I got one more lift that day, a long lift with a trucker who was on his way home to Woodstock, New Brunswick. He was another skinny tattooed guy, with a bandana wrapped around his forehead. He laughed a lot as he talked, and he would bounce around nervously in his seat when he did. He was in his sixties, but he was lean and wiry. He trained in mixed martial arts and kept a chrome baseball bat next to his seat, just in case.

The light of his life was his daughter, who could do all kinds of neat things like fix cars and hunt and whatnot. He called her the son he never had.

He told me all kind of stories about the women in his life. He had a “lot lizard” (that’s a euphemism for truckstop hooker) in New Jersey who was quite fond of him and would drop whatever she was doing and see him if he was in town. He assured me she was clean several times, and in one story about a three-way he assured me the other girl was clean too. I don’t know why I’m mentioning this; he just said it a lot. He also had a girl in Texas, who’d hitched a lift with him once. She given him weed and slept with him during the trip and would also drop whatever she was doing to see him if he turned up in Texas. And then there was his wife, who knew all about these women and didn’t mind.

I asked if he knew other truckers, what he did in truck stops. “Oh you know, I’ll pull in and go see what’s going on. See who’s telling the tallest stories.”

When we finally got to Woodstock I was let out in a truck stop. It was dark, but trucks were still moving, so I stood by the exit and held out a thumb whenever anyone passed. I didn’t get anywhere that night, but one Nova Scotian trucker did pull over and hand me five dollars. I spent the night on the sofa in the truckers lounge. I was nervous I’d get kicked out and tried to look awake whenever anyone walked by.

I gave this up and went back outside around 7am, and this is the day that things got weird.

I went back to the spot I’d been standing at the night before, and a guy in a pickup truck pulled over. He was 78 years old, nuts, and he talked like he was missing all his teeth. He was out that day to pick up potatoes from the fields and sell them. As he explained, the harvesters miss potatoes and leave them behind, and he would drive onto the fields after the farmers had left and fill up a couple of boxes.

We were driving past endless potato fields and he would stare around wildly, looking for farmers. “You cocksuckers!” He’d shout. “Where are you cocksuckers? All them potadas are gunna burn!” He must have spent a solid half hour gumming about potatoes, he knew everything there was to know about them. When we did finally pass a field being harvested he shouted triumphantly “There you are you cocksuckers!
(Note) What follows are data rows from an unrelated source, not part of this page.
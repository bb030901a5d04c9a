//! The `Store` trait: the single persistence seam every backend (sqlite today,
//! a networked backend later) implements. §4.1.
//!
//! Every method that can mutate task ownership, agent assignment, or status
//! is expected to run inside one implementation-internal transaction with
//! row-level locking (or SQLite's `BEGIN IMMEDIATE` equivalent) and to append
//! any resulting changelog entry in that same transaction, per §4.1 and §5.

use async_trait::async_trait;
use chrono::{DateTime, Utc};

use crate::{
    error::Result,
    models::{
        Agent, ChangeKind, ChangelogEntry, Document, Epic, Feature, Mention, MentionSourceType,
        NewAgent, NewDocument, NewEpic, NewFeature, NewProject, NewService, NewTask,
        NewTaskComment, Project, Service, Task, TaskComment, TaskFilter, TaskPatch, TaskStatus,
    },
    time::MonotonicTimestamp,
};

/// A page of changelog entries plus whatever denormalized view the caller
/// asked for; see `aggregator::changes`.
#[derive(Debug, Clone, Default)]
pub struct ChangeWindow {
    pub tasks_new: Vec<Task>,
    pub tasks_updated: Vec<Task>,
    pub documents_new: Vec<Document>,
    pub mentions: Vec<Mention>,
    pub agents_registered: Vec<Agent>,
    pub services_changed: Vec<Service>,
    pub timestamp: MonotonicTimestamp,
}

#[async_trait]
pub trait Store: Send + Sync {
    // -- Projects ---------------------------------------------------------
    async fn create_project(&self, project: NewProject) -> Result<Project>;
    async fn get_project(&self, id: i64) -> Result<Option<Project>>;
    async fn get_project_by_name(&self, name: &str) -> Result<Option<Project>>;
    async fn soft_delete_project(&self, id: i64) -> Result<()>;

    // -- Agents -------------------------------------------------------------
    /// Register a new agent or refresh `last_seen`/role/level for an
    /// existing one; idempotent on `(project_id, agent_id)`.
    async fn upsert_agent(&self, agent: NewAgent) -> Result<Agent>;
    async fn get_agent(&self, project_id: i64, agent_id: &str) -> Result<Option<Agent>>;
    async fn list_agents(&self, project_id: i64) -> Result<Vec<Agent>>;
    async fn delete_agent(&self, project_id: i64, agent_id: &str) -> Result<()>;
    async fn touch_agent_last_seen(&self, project_id: i64, agent_id: &str) -> Result<()>;

    // -- Epics / Features -----------------------------------------------
    async fn create_epic(&self, epic: NewEpic) -> Result<Epic>;
    async fn list_epics(&self, project_id: i64) -> Result<Vec<Epic>>;
    async fn create_feature(&self, feature: NewFeature) -> Result<Feature>;
    async fn list_features(&self, project_id: i64, epic_id: Option<i64>) -> Result<Vec<Feature>>;
    async fn get_feature(&self, id: i64) -> Result<Option<Feature>>;

    // -- Tasks ------------------------------------------------------------
    async fn create_task(&self, task: NewTask) -> Result<Task>;
    async fn get_task(&self, id: i64) -> Result<Option<Task>>;
    async fn list_tasks(&self, filter: TaskFilter) -> Result<Vec<Task>>;
    async fn patch_task(&self, id: i64, patch: TaskPatch) -> Result<Task>;

    /// Atomically select the next eligible task for `agent_id` and lock it,
    /// per §4.2.2. Implementations must: select-for-update the candidate,
    /// re-verify eligibility, select-for-update the agent row and check
    /// `current_task_id`, set the lock fields, update the agent, append a
    /// `task_locked` changelog entry, commit. Returns `Ok(None)` if no
    /// candidate is currently eligible (caller decides whether to wait).
    async fn dispatch_next(
        &self,
        project_id: i64,
        role: crate::models::Role,
        level: crate::models::Level,
        agent_id: &str,
    ) -> Result<Option<Task>>;

    /// Explicit lock without a status transition (`POST /tasks/{id}/lock`).
    async fn lock_task(&self, task_id: i64, agent_id: &str) -> Result<Task>;

    /// Apply a validated lifecycle transition (legality/authority already
    /// checked by `lifecycle::validate_transition`); sets/clears lock fields
    /// per the returned [`crate::lifecycle::TransitionEffect`], records the
    /// `task_status` changelog entry, and returns the updated task.
    #[allow(clippy::too_many_arguments)]
    async fn apply_transition(
        &self,
        task_id: i64,
        new_status: TaskStatus,
        actor_agent_id: &str,
        note: Option<String>,
        acquires_lock: bool,
        releases_lock: bool,
        is_override: bool,
    ) -> Result<Task>;

    // -- Comments ----------------------------------------------------------
    async fn create_task_comment(&self, comment: NewTaskComment) -> Result<TaskComment>;
    async fn list_task_comments(&self, task_id: i64) -> Result<Vec<TaskComment>>;

    // -- Documents -----------------------------------------------------
    async fn create_document(&self, document: NewDocument) -> Result<Document>;
    async fn list_documents(
        &self,
        project_id: i64,
        doc_type: Option<crate::models::DocType>,
    ) -> Result<Vec<Document>>;

    // -- Mentions ------------------------------------------------------
    /// Insert one mention row per resolved recipient for `(source_type,
    /// source_id)`, coalescing duplicate `(source, recipient)` pairs, and
    /// append one `mention_created` changelog entry per inserted row. §4.4.
    async fn create_mentions(
        &self,
        project_id: i64,
        source_type: MentionSourceType,
        source_id: i64,
        handles: &[String],
    ) -> Result<Vec<Mention>>;
    async fn list_mentions(
        &self,
        agent_id: &str,
        unread_only: bool,
    ) -> Result<Vec<Mention>>;
    async fn mark_mention_read(&self, mention_id: i64) -> Result<()>;

    // -- Services --------------------------------------------------------
    async fn register_service(&self, service: NewService) -> Result<Service>;
    async fn heartbeat_service(&self, project_id: i64, name: &str) -> Result<Service>;
    async fn delete_service(&self, project_id: i64, name: &str) -> Result<()>;
    async fn list_services(&self, project_id: i64) -> Result<Vec<Service>>;
    async fn set_service_status(
        &self,
        project_id: i64,
        name: &str,
        status: crate::models::ServiceStatus,
    ) -> Result<Option<Service>>;

    // -- Changelog / change feed -----------------------------------------
    async fn insert_changelog(
        &self,
        project_id: i64,
        kind: ChangeKind,
        ref_id: &str,
        actor_agent_id: Option<&str>,
        detail: serde_json::Value,
    ) -> Result<ChangelogEntry>;

    /// Raw changelog entries for `project_id` strictly after `since`,
    /// ordered by `(created_at, id)`. The aggregator composes these into the
    /// categorized [`ChangeWindow`].
    async fn changelog_since(
        &self,
        project_id: i64,
        since: MonotonicTimestamp,
    ) -> Result<Vec<ChangelogEntry>>;

    async fn tasks_by_ids(&self, ids: &[i64]) -> Result<Vec<Task>>;
    async fn documents_by_ids(&self, ids: &[i64]) -> Result<Vec<Document>>;
    async fn mentions_by_ids(&self, ids: &[i64]) -> Result<Vec<Mention>>;
    async fn agents_by_ids(&self, project_id: i64, agent_ids: &[String]) -> Result<Vec<Agent>>;
    async fn services_by_names(&self, project_id: i64, names: &[String]) -> Result<Vec<Service>>;

    /// Strictly-increasing composite timestamp; §4.1, §9.
    fn monotonic_now(&self) -> MonotonicTimestamp;

    async fn health_check(&self) -> Result<()>;
}

/// Helper shared by backends for the `last_seen`/heartbeat wall clock; kept
/// separate from `monotonic_now` since only changelog ordering needs the
/// tie-break counter.
pub fn wall_clock_now() -> DateTime<Utc> {
    Utc::now()
}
I’ll be back!”

As I slowly learned, Potato Man had had a hard life. “You got a girlfriend?” He asked me. I said no. He showed me a picture of a woman. “This is the lady I was taking care of,” he said. She had died earlier that year, and his son some time before that.

“I used to pick up bottles along this road.” In Canada many homeless people collect bottles and collect the deposits on them. “I used to jerk people off for fifty bucks. I’ve slept in boxes, abandoned cars, you name it, I’ve slept in it.”
We were off the highway so that he could scope out potato fields, and anyway he had some burning hatred for the TransCanada Highway that I didn’t understand. We passed a cornfield and he pointed into some trees at the edge. “That’s where I used to pull up my truck. I’d pull in there, go take some corn, and go sell it.”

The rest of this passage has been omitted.